A pobreza, o esgoto a céu aberto, os barracos, um cenário triste de péssimas condições de moradia: tudo isso faz parte da realidade brasileira nas favelas e estamos acostumados a conviver com esse triste cenário. Na África, a situação é ainda bem pior em muitos países do continente, que têm os maiores índices de pobreza do mundo.
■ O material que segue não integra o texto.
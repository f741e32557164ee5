//! Core types for mutation delivery. Domain-agnostic.

use serde::de::DeserializeOwned;
use serde::{Deserialize, Serialize};
use serde_json::Value;

use crate::path::StorePath;
use crate::store::StoreError;

/// A value at `path` was created, changed, or removed.
///
/// `old_value == None` signals a fresh creation, `new_value == None` a removal.
#[derive(Debug, Clone, PartialEq, Serialize, Deserialize)]
pub struct MutationEvent {
    pub path: StorePath,
    pub old_value: Option<Value>,
    pub new_value: Option<Value>,
}

impl MutationEvent {
    pub fn new(path: StorePath, old_value: Option<Value>, new_value: Option<Value>) -> Self {
        Self {
            path,
            old_value,
            new_value,
        }
    }

    pub fn created(path: StorePath, value: Value) -> Self {
        Self::new(path, None, Some(value))
    }

    pub fn removed(path: StorePath, value: Value) -> Self {
        Self::new(path, Some(value), None)
    }

    pub fn is_creation(&self) -> bool {
        self.old_value.is_none() && self.new_value.is_some()
    }

    pub fn is_removal(&self) -> bool {
        self.new_value.is_none()
    }

    pub fn is_update(&self) -> bool {
        self.old_value.is_some() && self.new_value.is_some()
    }

    /// Decode the previous value.
    pub fn old_as<T: DeserializeOwned>(&self) -> Result<Option<T>, StoreError> {
        decode(&self.path, self.old_value.as_ref())
    }

    /// Decode the new value.
    pub fn new_as<T: DeserializeOwned>(&self) -> Result<Option<T>, StoreError> {
        decode(&self.path, self.new_value.as_ref())
    }
}

pub(crate) fn decode<T: DeserializeOwned>(
    path: &StorePath,
    value: Option<&Value>,
) -> Result<Option<T>, StoreError> {
    value
        .map(|v| {
            serde_json::from_value(v.clone()).map_err(|source| StoreError::Decode {
                path: path.clone(),
                source,
            })
        })
        .transpose()
}
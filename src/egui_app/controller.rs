//! Bridges the synchronizers and persisted settings to the egui UI.

use std::sync::mpsc::{Receiver, Sender, channel};
use std::thread;
use std::time::Instant;

use crate::settings::{self, AppSettings};
use crate::sync::{RunDetailSync, RunListSync, SelectedRun};
use crate::wandb::{self, ProjectInfo, TransportError};

use super::state::{TestPhase, UiState};

/// Where users create an API key.
pub const AUTHORIZE_URL: &str = "https://wandb.ai/authorize";

struct TestOutcome {
    generation: u64,
    result: Result<ProjectInfo, TransportError>,
}

/// Owns all dashboard state and reacts to UI events.
pub struct DashboardController {
    pub settings: AppSettings,
    pub list: RunListSync,
    pub detail: RunDetailSync,
    pub ui: UiState,
    test_generation: u64,
    test_in_progress: bool,
    test_tx: Sender<TestOutcome>,
    test_rx: Receiver<TestOutcome>,
}

impl DashboardController {
    /// Load persisted settings and configure both synchronizers from them.
    pub fn new() -> Self {
        let settings = settings::load_or_default();
        let mut list = RunListSync::new();
        let mut detail = RunDetailSync::new();
        list.set_connection(settings.connection.clone());
        detail.set_connection(settings.connection.clone());
        let (test_tx, test_rx) = channel();
        Self {
            settings,
            list,
            detail,
            ui: UiState::default(),
            test_generation: 0,
            test_in_progress: false,
            test_tx,
            test_rx,
        }
    }

    /// Advance both synchronizers and drain any finished connection test.
    pub fn tick(&mut self, now: Instant) {
        self.drain_test_outcomes();
        self.list.tick(now);
        self.detail.tick(now);
    }

    /// Adopt edited connection inputs: persist them and rekey both
    /// synchronizers. Any in-flight test result becomes stale.
    pub fn connection_edited(&mut self) {
        self.settings.connection.api_key =
            self.settings.connection.api_key.trim().to_string();
        if let Err(err) = settings::save(&self.settings) {
            tracing::warn!("Failed to persist settings: {err}");
        }
        self.list.set_connection(self.settings.connection.clone());
        self.detail.set_connection(self.settings.connection.clone());
        self.test_generation = self.test_generation.wrapping_add(1);
        self.test_in_progress = false;
        self.ui.test = Default::default();
    }

    /// Select a run from the list and start following its detail record.
    pub fn select_run(&mut self, id: String, name: String, now: Instant) {
        self.ui.selected_run_id = Some(id.clone());
        self.detail.select(Some(SelectedRun { id, name }), now);
    }

    /// Manual list refresh from the UI.
    pub fn refresh_runs(&mut self, now: Instant) {
        self.list.refresh(now);
    }

    /// Validate the configured project on a background thread.
    pub fn test_connection(&mut self) {
        if self.test_in_progress || !self.settings.connection.is_configured() {
            return;
        }
        self.test_in_progress = true;
        self.test_generation = self.test_generation.wrapping_add(1);
        self.ui.test.phase = TestPhase::Checking;
        self.ui.test.message = "Testing connection...".to_string();
        let connection = self.settings.connection.clone();
        let generation = self.test_generation;
        let tx = self.test_tx.clone();
        thread::spawn(move || {
            let result = wandb::validate_project(&connection);
            let _ = tx.send(TestOutcome { generation, result });
        });
    }

    /// Open the API key authorization page in the default browser.
    pub fn open_api_key_page(&mut self) {
        if let Err(err) = open::that(AUTHORIZE_URL) {
            tracing::warn!("Could not open {AUTHORIZE_URL}: {err}");
            self.ui.test.phase = TestPhase::Error;
            self.ui.test.message = format!("Could not open browser: {err}");
        }
    }

    fn drain_test_outcomes(&mut self) {
        while let Ok(outcome) = self.test_rx.try_recv() {
            if outcome.generation != self.test_generation {
                tracing::debug!("Discarding connection test for stale settings");
                continue;
            }
            self.test_in_progress = false;
            match outcome.result {
                Ok(project) => {
                    self.ui.test.phase = TestPhase::Ok;
                    self.ui.test.message =
                        format!("Connected to {}/{}", project.entity_name, project.name);
                }
                Err(err) => {
                    tracing::warn!("Connection test failed: {err}");
                    self.ui.test.phase = TestPhase::Error;
                    self.ui.test.message = err.to_string();
                }
            }
        }
    }
}

impl Default for DashboardController {
    fn default() -> Self {
        Self::new()
    }
}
Agora, imagine que alguém rico e muito bem de vida decida passar os dias como se morasse em uma favela, assim, por livre e espontânea vontade? Loucura? Não, essa é uma nova forma de se hospedar em um hotel diferente, que fica localizado no próprio continente africano e está causando polêmica.

“Experiência de uma vida”

O Emoya Estate oferece barracos de metal com um visual precário, mas, mesmo assim, ainda bem mais luxuoso do que os espaços lamentáveis em que muita gente vive.  O setor favela do hotel tem capacidade total em todos os “chalés” para até 52 hóspedes. Segundo as informações do site do complexo hoteleiro, ficar na favela falsa é a “experiência de uma vida”.

"Agora você pode experimentar ficar em um barraco dentro de um ambiente seguro de uma reserva de caça privada”, diz a descrição do site. Eles ainda afirmam que o local é ideal para churrascos e festas temáticas. O hóspede também tem a oportunidade de usar um banheiro externo, a famosa “casinha”. Não é um ideal de férias para você?

Mas o lugar, que, supostamente, precisa parecer escasso em conforto, na verdade, tem algumas regalias, como internet wireless e piso aquecido. Além disso, tem água encanada, camas confortáveis e eletricidade, é claro.

Fonte da imagem: Reprodução/Emoya State

Ofensivo

O lançamento desse setor temático do Emoya State tem causado grande polêmica nos veículos e comunicação, deixando uma péssima impressão. Os críticos chamaram a proposta de insensível e ofensiva em relação àqueles que têm de viver em tais condições precárias na realidade, descrevendo o local como “pornografia da pobreza”.

De acordo com o que foi divulgado no International Business Times, a favela para hóspedes foi criada para preencher uma lacuna do mercado, segundo comentou o próprio dono do lugar, Buks Westraad.

"Os visitantes do exterior sugeriam que gostariam de dormir em um barraco de verdade e não apenas vê-los pela janela de um ônibus de turismo, como é feito em Soweto e na Cidade do Cabo", disse ele. O que você achou da ideia? Criativa ou de mau gosto?